- _Try it_
In the lines below, look for "from". Copy each line where it appears.

-- -- --

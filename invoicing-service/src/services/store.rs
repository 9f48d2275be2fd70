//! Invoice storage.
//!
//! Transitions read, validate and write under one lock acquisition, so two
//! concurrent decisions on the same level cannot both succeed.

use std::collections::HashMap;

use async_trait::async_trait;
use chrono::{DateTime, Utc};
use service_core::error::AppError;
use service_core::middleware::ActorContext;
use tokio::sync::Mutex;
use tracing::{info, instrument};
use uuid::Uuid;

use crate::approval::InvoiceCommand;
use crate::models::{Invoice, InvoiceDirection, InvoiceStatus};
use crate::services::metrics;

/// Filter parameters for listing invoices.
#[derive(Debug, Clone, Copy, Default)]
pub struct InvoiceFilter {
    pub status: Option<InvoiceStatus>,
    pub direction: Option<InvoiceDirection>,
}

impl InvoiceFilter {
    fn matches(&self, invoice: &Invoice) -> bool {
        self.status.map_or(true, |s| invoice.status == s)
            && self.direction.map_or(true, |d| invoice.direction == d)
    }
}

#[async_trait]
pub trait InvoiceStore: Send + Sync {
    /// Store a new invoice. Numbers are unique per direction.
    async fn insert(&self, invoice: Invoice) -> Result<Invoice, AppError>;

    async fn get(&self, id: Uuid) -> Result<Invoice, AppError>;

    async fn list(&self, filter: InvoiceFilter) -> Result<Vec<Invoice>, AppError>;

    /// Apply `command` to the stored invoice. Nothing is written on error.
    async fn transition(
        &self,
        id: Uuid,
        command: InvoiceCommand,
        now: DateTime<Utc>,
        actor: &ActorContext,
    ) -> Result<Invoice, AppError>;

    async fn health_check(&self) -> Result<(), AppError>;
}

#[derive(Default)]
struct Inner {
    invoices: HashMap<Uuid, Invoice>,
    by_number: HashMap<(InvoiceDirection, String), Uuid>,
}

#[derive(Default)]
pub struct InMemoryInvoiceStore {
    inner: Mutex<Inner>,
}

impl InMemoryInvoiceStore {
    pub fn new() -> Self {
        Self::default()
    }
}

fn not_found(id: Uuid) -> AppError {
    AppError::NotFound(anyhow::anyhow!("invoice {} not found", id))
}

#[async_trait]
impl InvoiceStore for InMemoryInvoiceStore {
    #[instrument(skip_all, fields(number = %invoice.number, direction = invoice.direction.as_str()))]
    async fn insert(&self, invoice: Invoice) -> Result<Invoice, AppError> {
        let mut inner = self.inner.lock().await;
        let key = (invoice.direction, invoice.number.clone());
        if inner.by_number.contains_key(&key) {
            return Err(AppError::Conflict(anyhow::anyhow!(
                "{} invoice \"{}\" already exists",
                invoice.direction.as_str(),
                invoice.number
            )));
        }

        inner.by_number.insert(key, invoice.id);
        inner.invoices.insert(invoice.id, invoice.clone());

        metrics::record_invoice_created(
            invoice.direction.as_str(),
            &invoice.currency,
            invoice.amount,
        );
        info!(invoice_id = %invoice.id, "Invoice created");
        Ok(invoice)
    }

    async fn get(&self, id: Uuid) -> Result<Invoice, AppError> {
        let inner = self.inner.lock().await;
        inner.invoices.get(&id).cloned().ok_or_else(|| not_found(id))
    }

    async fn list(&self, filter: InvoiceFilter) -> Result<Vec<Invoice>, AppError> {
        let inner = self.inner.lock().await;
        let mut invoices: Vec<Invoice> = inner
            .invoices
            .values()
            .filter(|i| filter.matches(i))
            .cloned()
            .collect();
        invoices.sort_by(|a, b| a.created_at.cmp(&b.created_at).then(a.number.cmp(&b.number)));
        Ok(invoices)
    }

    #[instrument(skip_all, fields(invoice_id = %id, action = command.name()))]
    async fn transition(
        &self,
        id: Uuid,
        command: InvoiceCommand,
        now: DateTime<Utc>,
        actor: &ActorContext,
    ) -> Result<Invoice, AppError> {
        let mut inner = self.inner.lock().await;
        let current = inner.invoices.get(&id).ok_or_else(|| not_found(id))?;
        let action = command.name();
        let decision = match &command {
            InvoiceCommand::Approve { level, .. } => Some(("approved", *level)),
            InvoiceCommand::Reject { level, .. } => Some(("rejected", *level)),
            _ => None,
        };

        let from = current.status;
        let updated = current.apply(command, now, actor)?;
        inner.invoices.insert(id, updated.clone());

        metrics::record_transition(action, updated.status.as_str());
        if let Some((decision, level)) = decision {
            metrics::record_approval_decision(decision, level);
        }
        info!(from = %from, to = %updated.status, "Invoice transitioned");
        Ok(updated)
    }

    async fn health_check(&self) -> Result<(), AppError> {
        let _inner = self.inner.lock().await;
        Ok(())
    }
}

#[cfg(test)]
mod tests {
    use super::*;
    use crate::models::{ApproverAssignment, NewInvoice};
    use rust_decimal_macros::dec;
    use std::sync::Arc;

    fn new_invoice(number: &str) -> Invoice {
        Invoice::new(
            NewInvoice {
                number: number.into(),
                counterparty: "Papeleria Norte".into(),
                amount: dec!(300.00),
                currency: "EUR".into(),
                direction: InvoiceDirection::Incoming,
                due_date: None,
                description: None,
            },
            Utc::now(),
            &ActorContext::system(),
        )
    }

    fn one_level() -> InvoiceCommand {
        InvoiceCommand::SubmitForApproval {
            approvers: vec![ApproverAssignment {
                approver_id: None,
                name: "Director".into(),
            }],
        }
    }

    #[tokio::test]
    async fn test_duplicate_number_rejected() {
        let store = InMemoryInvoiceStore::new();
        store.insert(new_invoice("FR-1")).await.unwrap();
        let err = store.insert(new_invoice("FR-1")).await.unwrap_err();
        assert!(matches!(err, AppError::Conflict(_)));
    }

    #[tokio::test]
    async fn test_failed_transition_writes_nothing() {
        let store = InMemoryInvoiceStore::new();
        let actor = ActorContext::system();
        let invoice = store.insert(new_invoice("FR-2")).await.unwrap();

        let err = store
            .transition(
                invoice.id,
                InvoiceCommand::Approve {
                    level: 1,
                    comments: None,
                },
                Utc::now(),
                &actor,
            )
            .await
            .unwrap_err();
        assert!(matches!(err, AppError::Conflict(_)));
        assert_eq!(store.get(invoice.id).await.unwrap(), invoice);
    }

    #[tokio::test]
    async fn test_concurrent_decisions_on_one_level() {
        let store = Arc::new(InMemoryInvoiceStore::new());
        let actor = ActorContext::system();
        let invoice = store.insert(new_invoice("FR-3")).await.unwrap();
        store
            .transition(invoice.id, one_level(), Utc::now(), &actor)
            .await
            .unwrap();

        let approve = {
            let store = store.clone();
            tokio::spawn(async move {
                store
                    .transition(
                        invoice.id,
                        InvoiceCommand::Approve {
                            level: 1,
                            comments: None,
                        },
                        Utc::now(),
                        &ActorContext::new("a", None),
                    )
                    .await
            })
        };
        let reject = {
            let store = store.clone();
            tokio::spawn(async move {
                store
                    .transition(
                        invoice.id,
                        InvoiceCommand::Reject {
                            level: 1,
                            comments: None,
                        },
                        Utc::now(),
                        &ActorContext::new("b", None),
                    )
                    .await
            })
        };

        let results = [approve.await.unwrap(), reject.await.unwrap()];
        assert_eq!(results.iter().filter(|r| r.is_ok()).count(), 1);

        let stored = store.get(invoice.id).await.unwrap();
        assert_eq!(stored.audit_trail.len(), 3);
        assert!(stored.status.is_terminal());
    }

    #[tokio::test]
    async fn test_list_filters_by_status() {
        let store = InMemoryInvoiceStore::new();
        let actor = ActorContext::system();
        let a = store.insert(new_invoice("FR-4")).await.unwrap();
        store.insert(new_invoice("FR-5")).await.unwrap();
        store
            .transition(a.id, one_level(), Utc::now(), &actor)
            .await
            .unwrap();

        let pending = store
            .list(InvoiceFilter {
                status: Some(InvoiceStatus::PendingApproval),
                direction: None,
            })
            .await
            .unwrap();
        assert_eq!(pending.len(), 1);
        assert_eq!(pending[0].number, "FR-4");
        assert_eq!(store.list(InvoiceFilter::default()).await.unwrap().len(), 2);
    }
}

-- -- --

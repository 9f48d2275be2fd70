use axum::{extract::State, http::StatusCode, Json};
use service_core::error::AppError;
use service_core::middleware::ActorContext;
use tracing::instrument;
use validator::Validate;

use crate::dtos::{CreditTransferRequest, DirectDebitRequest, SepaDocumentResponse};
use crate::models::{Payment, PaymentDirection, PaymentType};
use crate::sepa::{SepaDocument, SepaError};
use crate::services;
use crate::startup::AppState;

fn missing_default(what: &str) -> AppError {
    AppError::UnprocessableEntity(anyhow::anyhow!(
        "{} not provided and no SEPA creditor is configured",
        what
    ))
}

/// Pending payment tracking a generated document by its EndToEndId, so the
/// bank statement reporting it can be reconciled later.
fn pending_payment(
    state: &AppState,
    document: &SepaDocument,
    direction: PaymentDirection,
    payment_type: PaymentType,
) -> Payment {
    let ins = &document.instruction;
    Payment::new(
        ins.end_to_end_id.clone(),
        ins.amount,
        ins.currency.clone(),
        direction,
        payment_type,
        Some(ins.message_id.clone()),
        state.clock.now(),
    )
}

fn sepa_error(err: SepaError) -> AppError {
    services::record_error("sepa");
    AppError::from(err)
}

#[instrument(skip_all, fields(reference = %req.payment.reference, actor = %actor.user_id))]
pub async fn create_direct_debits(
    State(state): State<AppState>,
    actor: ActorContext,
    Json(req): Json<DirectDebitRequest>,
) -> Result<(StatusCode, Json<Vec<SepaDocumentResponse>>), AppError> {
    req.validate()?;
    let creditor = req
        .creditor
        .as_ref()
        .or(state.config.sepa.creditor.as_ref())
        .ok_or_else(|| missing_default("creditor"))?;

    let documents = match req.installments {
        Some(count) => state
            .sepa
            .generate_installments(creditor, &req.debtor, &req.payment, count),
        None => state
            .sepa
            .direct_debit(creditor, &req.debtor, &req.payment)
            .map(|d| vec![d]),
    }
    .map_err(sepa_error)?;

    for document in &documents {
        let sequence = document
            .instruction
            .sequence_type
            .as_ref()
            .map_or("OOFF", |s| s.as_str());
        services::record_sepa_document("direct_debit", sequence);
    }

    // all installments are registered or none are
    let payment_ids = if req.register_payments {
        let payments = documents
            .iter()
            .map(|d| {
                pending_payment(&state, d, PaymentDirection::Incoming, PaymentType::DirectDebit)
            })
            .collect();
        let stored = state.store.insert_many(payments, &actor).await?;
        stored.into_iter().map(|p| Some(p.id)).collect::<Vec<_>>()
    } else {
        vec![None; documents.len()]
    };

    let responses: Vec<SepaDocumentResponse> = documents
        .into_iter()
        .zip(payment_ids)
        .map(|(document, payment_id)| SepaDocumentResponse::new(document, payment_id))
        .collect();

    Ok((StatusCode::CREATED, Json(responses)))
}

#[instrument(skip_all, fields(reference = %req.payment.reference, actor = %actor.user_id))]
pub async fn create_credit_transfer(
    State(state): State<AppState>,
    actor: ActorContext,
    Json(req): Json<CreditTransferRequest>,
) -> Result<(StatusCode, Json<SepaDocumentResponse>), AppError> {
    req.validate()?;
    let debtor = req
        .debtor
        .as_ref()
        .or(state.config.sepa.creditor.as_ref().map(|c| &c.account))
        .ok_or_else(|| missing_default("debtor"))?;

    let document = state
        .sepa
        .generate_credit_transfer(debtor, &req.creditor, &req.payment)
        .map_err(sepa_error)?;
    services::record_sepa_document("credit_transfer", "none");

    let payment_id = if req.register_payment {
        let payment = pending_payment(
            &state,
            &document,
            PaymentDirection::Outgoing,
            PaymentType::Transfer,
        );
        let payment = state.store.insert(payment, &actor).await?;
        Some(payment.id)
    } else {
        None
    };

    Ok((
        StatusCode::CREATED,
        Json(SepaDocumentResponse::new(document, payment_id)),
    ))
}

-- -- --

- _Output for this exercise_
        let from = current.status;
        info!(from = %from, to = %updated.status, "Invoice transitioned");
    AppError::from(err)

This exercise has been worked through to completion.